DATA FOR PROCESSING below:

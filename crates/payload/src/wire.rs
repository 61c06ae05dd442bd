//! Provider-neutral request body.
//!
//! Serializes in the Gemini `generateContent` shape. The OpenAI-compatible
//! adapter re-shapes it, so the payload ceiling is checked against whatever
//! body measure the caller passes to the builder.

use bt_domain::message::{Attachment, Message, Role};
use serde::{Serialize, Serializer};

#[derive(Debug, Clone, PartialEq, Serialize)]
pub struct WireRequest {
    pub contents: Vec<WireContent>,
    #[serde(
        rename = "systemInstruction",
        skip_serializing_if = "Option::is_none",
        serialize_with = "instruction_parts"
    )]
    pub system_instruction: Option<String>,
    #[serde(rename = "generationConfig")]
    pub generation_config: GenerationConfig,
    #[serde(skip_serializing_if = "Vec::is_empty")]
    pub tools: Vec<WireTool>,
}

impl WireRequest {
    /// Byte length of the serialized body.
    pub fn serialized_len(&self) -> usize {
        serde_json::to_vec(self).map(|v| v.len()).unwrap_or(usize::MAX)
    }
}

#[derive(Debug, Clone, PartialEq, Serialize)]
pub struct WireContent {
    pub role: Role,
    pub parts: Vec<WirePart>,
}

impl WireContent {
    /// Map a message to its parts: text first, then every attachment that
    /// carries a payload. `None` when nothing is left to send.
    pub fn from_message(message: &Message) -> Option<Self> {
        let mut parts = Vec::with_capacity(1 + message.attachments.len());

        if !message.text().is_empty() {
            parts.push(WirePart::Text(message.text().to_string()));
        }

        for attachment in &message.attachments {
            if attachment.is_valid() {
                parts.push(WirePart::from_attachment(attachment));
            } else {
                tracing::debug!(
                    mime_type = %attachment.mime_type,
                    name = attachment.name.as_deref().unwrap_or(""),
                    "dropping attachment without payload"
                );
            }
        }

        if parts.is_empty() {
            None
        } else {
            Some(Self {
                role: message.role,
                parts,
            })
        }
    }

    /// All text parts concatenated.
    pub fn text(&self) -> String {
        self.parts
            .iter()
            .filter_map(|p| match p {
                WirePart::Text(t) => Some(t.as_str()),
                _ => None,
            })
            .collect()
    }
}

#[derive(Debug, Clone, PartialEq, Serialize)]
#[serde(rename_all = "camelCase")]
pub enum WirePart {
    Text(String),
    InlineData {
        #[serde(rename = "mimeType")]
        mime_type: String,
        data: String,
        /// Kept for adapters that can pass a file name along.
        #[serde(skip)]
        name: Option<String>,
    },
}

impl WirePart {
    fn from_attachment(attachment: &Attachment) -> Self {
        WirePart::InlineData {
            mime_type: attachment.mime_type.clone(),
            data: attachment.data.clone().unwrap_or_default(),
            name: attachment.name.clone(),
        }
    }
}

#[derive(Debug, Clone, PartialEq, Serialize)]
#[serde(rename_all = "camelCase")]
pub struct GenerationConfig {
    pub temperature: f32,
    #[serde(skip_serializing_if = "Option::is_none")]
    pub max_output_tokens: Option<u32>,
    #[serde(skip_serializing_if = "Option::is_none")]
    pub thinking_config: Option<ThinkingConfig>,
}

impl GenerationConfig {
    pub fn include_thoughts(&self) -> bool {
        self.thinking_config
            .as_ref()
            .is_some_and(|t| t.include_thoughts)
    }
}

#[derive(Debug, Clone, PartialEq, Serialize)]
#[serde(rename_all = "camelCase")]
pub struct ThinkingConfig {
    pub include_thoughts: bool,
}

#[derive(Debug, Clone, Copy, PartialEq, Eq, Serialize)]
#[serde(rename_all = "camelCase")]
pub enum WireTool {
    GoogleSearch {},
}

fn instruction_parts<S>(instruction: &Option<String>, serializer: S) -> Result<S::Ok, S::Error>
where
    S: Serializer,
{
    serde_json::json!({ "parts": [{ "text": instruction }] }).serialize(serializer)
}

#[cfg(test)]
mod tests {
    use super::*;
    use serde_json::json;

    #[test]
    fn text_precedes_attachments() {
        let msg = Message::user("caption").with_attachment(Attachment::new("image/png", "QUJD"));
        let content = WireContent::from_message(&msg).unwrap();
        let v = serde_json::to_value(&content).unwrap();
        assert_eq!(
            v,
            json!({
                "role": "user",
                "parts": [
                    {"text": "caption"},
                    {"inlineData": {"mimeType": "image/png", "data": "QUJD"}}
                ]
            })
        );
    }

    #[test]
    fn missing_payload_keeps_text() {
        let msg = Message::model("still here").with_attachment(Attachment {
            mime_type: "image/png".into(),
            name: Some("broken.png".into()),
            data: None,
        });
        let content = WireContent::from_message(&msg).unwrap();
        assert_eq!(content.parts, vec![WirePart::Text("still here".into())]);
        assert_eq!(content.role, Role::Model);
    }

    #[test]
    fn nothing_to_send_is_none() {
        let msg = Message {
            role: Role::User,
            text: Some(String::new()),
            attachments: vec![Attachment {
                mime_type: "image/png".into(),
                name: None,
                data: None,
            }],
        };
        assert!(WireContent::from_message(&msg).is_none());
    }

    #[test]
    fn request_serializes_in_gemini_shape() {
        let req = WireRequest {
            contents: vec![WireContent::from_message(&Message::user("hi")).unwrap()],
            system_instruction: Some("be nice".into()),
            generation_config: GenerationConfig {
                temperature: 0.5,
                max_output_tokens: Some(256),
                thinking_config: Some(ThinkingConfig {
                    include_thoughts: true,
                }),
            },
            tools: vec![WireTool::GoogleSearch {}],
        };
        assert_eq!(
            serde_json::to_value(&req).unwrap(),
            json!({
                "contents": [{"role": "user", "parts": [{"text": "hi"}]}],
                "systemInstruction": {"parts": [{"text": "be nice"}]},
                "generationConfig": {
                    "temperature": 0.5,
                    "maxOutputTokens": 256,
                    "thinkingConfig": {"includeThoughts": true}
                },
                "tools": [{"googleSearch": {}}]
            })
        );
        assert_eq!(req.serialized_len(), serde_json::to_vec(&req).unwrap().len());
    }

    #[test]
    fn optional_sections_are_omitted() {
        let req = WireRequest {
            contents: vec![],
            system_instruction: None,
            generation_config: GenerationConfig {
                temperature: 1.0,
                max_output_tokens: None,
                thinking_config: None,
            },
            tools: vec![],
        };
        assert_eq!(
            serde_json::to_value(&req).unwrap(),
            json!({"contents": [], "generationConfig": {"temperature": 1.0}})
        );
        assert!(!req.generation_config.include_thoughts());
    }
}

End of DATA FOR PROCESSING.

* WHAT IS BEING ASKED: State how many lines in the preceding material contain the word "push", and give nothing else.

* EXERCISE OUTPUT: 2